Having happily worked with the same sponsors ourselves at HowStuffWorks, it's good to hear that the "Serial" folks treat their ad breaks seriously, even with all the brand interest. For example, producer Julie Snyder has said that she won't consider ads in the middle of an episode for formatting reasons. Likewise, she's conscious that these brands have to be a good fit with the voice of "Serial."
The streaming radio service Pandora is also distributing this second season of "Serial." This is Pandora's first foray into podcasts, and it can insert its own ads during its version of each episode. Together, "Serial" and Pandora share that ad revenue, though it's unclear if "Serial" has control over which brands are represented.
Pandora opens "Serial" up to an even broader audience, which is saying something, considering some reports have the first season of "Serial" at over 100 million downloads. They reached 5 million downloads at the fastest rate in iTunes history, with about 60 percent of those listening on mobile devices. All this led to much speculation last year about a renaissance for the podcast industry.
If the numbers don't convince you of that renaissance, how about a television show and a feature film tie-in? Christopher Miller and Phil Lord, the directors of "The Lego Movie," "22 Jump Street" and the upcoming Han Solo "Star Wars" spin-off have optioned the television rights to chronicle the making of the podcast. The "Serial" team also shared its second season research and resources with screenwriter and film producer Mark Boal and his company Page One.
Having already produced "Zero Dark Thirty" and "The Hurt Locker," Boal is working on a movie about Bergdahl's story for Oscar winner Kathryn Bigelow to direct. Between these deals and "Serial's" own additional blog and video content, this season is going to span across multiple forms of media. The question is: Will these other platforms add to Bergdahl's tale? Or is the tight audio production of "Serial" enough?
If the first episode is any indication, the podcast alone is doing just fine. With a large team of producers, researchers, editors and other staff, "Serial" is actually producing two seasons simultaneously, with the third scheduled to premiere next spring. While host Sarah Koenig may have played it looser in the first season, Snyder definitely helped to keep the show's voice concise and streamlined. Do they have more of a game plan this time? Probably. But they also learned to let the narrative play out in front of them.
Using recorded interviews, scripted narration, background audio, composed music and 25 hours of recorded calls between Boal and Bergdahl, the show aims to get the full picture.
From the beginning, "Serial" also has made use of smart podcasting techniques, like a judicious use of pausing and profanity. When the podcast goes silent and all you hear is room tone — even for a second — it emphasizes what was said and punctuates story transitions. Likewise, when Sarah Koenig uses profane language, it's not accidental. Despite potential connotations that might offend some or reduce her credibility, when Koenig swears it's conversational. That's what draws us in even further.
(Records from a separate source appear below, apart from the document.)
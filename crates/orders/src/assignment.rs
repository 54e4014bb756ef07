//! Assignment decisions: binding couriers to orders, accept and decline.
//!
//! These functions only decide. The courier availability flip travels in
//! [`Transition::courier_effect`] and is applied by the store in the same
//! atomic commit as the order, which is where the race between two assigners
//! is settled.

use chrono::{DateTime, Utc};

use courierflow_auth::{Principal, Role};
use courierflow_core::DomainError;

use crate::courier::Courier;
use crate::events::OrderEventKind;
use crate::history::TrackedStatus;
use crate::order::{DeliveryStatus, Order, OrderStatus};
use crate::transitions::{
    ensure_owner, invalid_transition, seal, transition, CourierEffect, TargetStatus, Track,
    Transition,
};

/// Merchant-facing statuses in which an order may be handed to a courier.
const ASSIGNABLE: &[OrderStatus] = &[
    OrderStatus::Confirmed,
    OrderStatus::Preparing,
    OrderStatus::Ready,
];

/// Bind `courier` to an order that has never been assigned or whose courier
/// declined.
pub fn assign(
    order: &Order,
    courier: &Courier,
    actor: &Principal,
    now: DateTime<Utc>,
) -> Result<Transition, DomainError> {
    ensure_assigner(order, actor)?;
    ensure_unbound(order)?;
    match order.delivery_status {
        None | Some(DeliveryStatus::AwaitingAssignment) => {}
        Some(_) => {
            return Err(invalid_transition(order, Track::Delivery, "assigned", actor.role));
        }
    }
    bind(order, courier, actor, now)
}

/// Bind a new courier after a decline.
///
/// An order that was never assigned goes through [`assign`] instead.
pub fn reassign(
    order: &Order,
    courier: &Courier,
    actor: &Principal,
    now: DateTime<Utc>,
) -> Result<Transition, DomainError> {
    ensure_assigner(order, actor)?;
    ensure_unbound(order)?;
    if order.delivery_status != Some(DeliveryStatus::AwaitingAssignment) {
        return Err(invalid_transition(order, Track::Delivery, "assigned", actor.role));
    }
    bind(order, courier, actor, now)
}

/// The bound courier takes the job.
pub fn accept(order: &Order, actor: &Principal, now: DateTime<Utc>) -> Result<Transition, DomainError> {
    transition(order, TargetStatus::Accepted, actor, now)
}

/// The bound courier turns the job down. The binding is cleared and the
/// courier released; the order waits in `awaiting_assignment`.
pub fn decline(order: &Order, actor: &Principal, now: DateTime<Utc>) -> Result<Transition, DomainError> {
    if actor.role != Role::Courier {
        return Err(DomainError::forbidden("only the assigned courier may decline"));
    }
    ensure_owner(order, actor)?;

    let courier_id = match (order.delivery_status, order.bound_courier()) {
        (Some(DeliveryStatus::Assigned), Some(courier_id)) => courier_id,
        _ => {
            return Err(invalid_transition(
                order,
                Track::Delivery,
                DeliveryStatus::AwaitingAssignment.as_str(),
                actor.role,
            ));
        }
    };

    let mut next = order.clone();
    next.courier_assignment = None;
    next.delivery_status = Some(DeliveryStatus::AwaitingAssignment);

    Ok(seal(
        next,
        order,
        TrackedStatus::Delivery(DeliveryStatus::AwaitingAssignment),
        OrderEventKind::Declined,
        Some(courier_id),
        Some(CourierEffect::Release(courier_id)),
        actor,
        now,
    ))
}

fn ensure_assigner(order: &Order, actor: &Principal) -> Result<(), DomainError> {
    match actor.role {
        Role::Merchant | Role::Operator => ensure_owner(order, actor),
        _ => Err(DomainError::forbidden(format!(
            "role '{}' may not assign couriers",
            actor.role
        ))),
    }
}

fn ensure_unbound(order: &Order) -> Result<(), DomainError> {
    match order.bound_courier() {
        Some(current) => Err(DomainError::conflict(format!(
            "order {} already has courier {current} bound",
            order.order_number
        ))),
        None => Ok(()),
    }
}

fn bind(
    order: &Order,
    courier: &Courier,
    actor: &Principal,
    now: DateTime<Utc>,
) -> Result<Transition, DomainError> {
    if !ASSIGNABLE.contains(&order.status) {
        return Err(invalid_transition(order, Track::Merchant, "assigned", actor.role));
    }
    courier.ensure_bindable()?;

    let courier_id = courier.id_typed();
    let mut next = order.clone();
    next.courier_assignment = Some(courier.snapshot(now));
    next.delivery_status = Some(DeliveryStatus::Assigned);

    Ok(seal(
        next,
        order,
        TrackedStatus::Delivery(DeliveryStatus::Assigned),
        OrderEventKind::Assigned,
        Some(courier_id),
        Some(CourierEffect::Bind(courier_id)),
        actor,
        now,
    ))
}
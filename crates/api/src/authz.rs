//! API-side authorization guard.
//!
//! This enforces the role permission table at the request boundary (before
//! the engine is called). Whether the caller owns the particular order is
//! still decided by the domain.

use axum::http::StatusCode;
use axum::response::Response;

use courierflow_auth::{authorize, Permission};

use crate::app::errors;
use crate::context::PrincipalContext;

/// Check that the caller's role grants `permission`.
pub fn require(principal: &PrincipalContext, permission: Permission) -> Result<(), Response> {
    authorize(principal.principal(), permission)
        .map_err(|e| errors::json_error(StatusCode::FORBIDDEN, "forbidden", e.to_string()))
}
//! `courierflow-core`: domain foundation building blocks.
//!
//! This crate contains **pure domain** primitives (no infrastructure concerns):
//! identifiers, the domain error taxonomy and the aggregate contract.

pub mod aggregate;
pub mod error;
pub mod id;

pub use aggregate::AggregateRoot;
pub use error::DomainError;
pub use id::{ActorId, BuyerId, CourierId, MerchantId, NotificationId, OrderId};
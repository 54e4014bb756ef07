use std::{convert::Infallible, io, sync::Arc, time::Duration};

use axum::response::sse::{Event as SseEvent, KeepAlive, Sse};
use chrono::Utc;
use tokio_stream::{wrappers::WatchStream, StreamExt};

use courierflow_auth::{authorize, Permission, Principal};
use courierflow_events::{EventEnvelope, InMemoryEventBus};
use courierflow_infra::{
    config::EngineConfig,
    engine::{DispatchError, OrderEngine},
    external::{ReportSnapshot, RouteProvider},
    notifications::{InMemoryMailbox, NotificationFanout},
    poller::{LoadState, UnreadCountPoller},
    projections::CourierStatsProjection,
    query::{OrderQueries, OrderView},
    store::{InMemoryOrderStore, OrderStore},
    workers::{ProjectionWorker, WorkerHandle},
};
use courierflow_notifications::Recipient;
use courierflow_orders::OrderEvent;

pub type Store = Arc<InMemoryOrderStore>;
pub type Bus = Arc<InMemoryEventBus<EventEnvelope<OrderEvent>>>;
pub type Engine = OrderEngine<Store, Bus>;

/// Everything a request handler needs, wired once per process.
pub struct AppServices {
    pub engine: Engine,
    pub queries: OrderQueries<Store>,
    pub mailbox: Arc<InMemoryMailbox>,
    pub stats: CourierStatsProjection,
    pub routes: Option<Arc<dyn RouteProvider>>,
    pub poll_interval: Duration,
    /// Stops with the bus when the services are dropped.
    _stats_worker: WorkerHandle,
}

impl core::fmt::Debug for AppServices {
    fn fmt(&self, f: &mut core::fmt::Formatter<'_>) -> core::fmt::Result {
        f.debug_struct("AppServices")
            .field("engine", &self.engine)
            .field("route_provider", &self.routes.is_some())
            .field("poll_interval", &self.poll_interval)
            .finish_non_exhaustive()
    }
}

/// Wire the in-memory stack: store, bus, notification fan-out and the
/// courier statistics worker.
pub fn build_services(config: &EngineConfig) -> io::Result<AppServices> {
    let store: Store = Arc::new(InMemoryOrderStore::new());
    let bus: Bus = Arc::new(InMemoryEventBus::new());
    let mailbox = Arc::new(InMemoryMailbox::new());

    let stats = CourierStatsProjection::new(config.courier_fee_per_delivery);
    let stats_worker = ProjectionWorker::spawn("courier-stats", &bus, stats.clone())?;

    let engine = OrderEngine::new(store.clone(), bus, config.proof_policy.clone())
        .with_handler(Arc::new(NotificationFanout::new(mailbox.clone())));
    let queries = OrderQueries::new(store, config.max_page_size);

    tracing::info!(
        max_page_size = config.max_page_size,
        fee = config.courier_fee_per_delivery,
        "services wired"
    );

    Ok(AppServices {
        engine,
        queries,
        mailbox,
        stats,
        routes: None,
        poll_interval: config.notification_poll_interval,
        _stats_worker: stats_worker,
    })
}

impl AppServices {
    pub fn with_route_provider(mut self, provider: Arc<dyn RouteProvider>) -> Self {
        self.routes = Some(provider);
        self
    }

    /// Read-only snapshot for exports. Never writes back.
    pub fn report_snapshot(&self, principal: &Principal) -> Result<ReportSnapshot, DispatchError> {
        authorize(principal, Permission::ReportsRead)?;
        let mut orders: Vec<OrderView> = self
            .engine
            .store()
            .list_orders()?
            .into_iter()
            .map(OrderView::from)
            .collect();
        orders.sort_by(|a, b| b.order.created_at().cmp(&a.order.created_at()));

        Ok(ReportSnapshot {
            generated_at: Utc::now(),
            orders,
            statistics: self.stats.all(),
        })
    }
}

/// Server-sent unread counts for the caller's mailbox.
///
/// Each connection owns a poller; it stops when the client goes away.
pub fn unread_count_sse_stream(
    services: Arc<AppServices>,
    recipient: Recipient,
) -> Sse<impl tokio_stream::Stream<Item = Result<SseEvent, Infallible>>> {
    let poller = UnreadCountPoller::start(services.mailbox.clone(), recipient, services.poll_interval);
    let rx = poller.subscribe();

    let stream = WatchStream::new(rx).filter_map(move |state| {
        let _poller = &poller;
        match state {
            LoadState::Loaded(count) => Some(Ok(SseEvent::default()
                .event("notifications.unread_count")
                .data(serde_json::json!({ "count": count }).to_string()))),
            _ => None,
        }
    });

    Sse::new(stream).keep_alive(KeepAlive::new().interval(Duration::from_secs(15)))
}
//! Notification fan-out and mailboxes.

pub mod fanout;
pub mod mailbox;

pub use fanout::NotificationFanout;
pub use mailbox::{InMemoryMailbox, Mailbox, MailboxError};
These production tricks enhance an already compelling narrative. In fact, more than anything this season's theme may be summed up by Bowe Bergdahl recalling his time in captivity, asking himself, "What am I?" He's considered a deserter who deliberately abandoned his post in Afghanistan. But the first episode's title "DUSTWUN" hints that "Serial" is zooming out to reveal something more about leadership, military culture and the consequences of whistleblowing.
Listen to the podcast to make your own decisions about Bergdahl's actions, which he himself refers to as "gutsy, but stupid."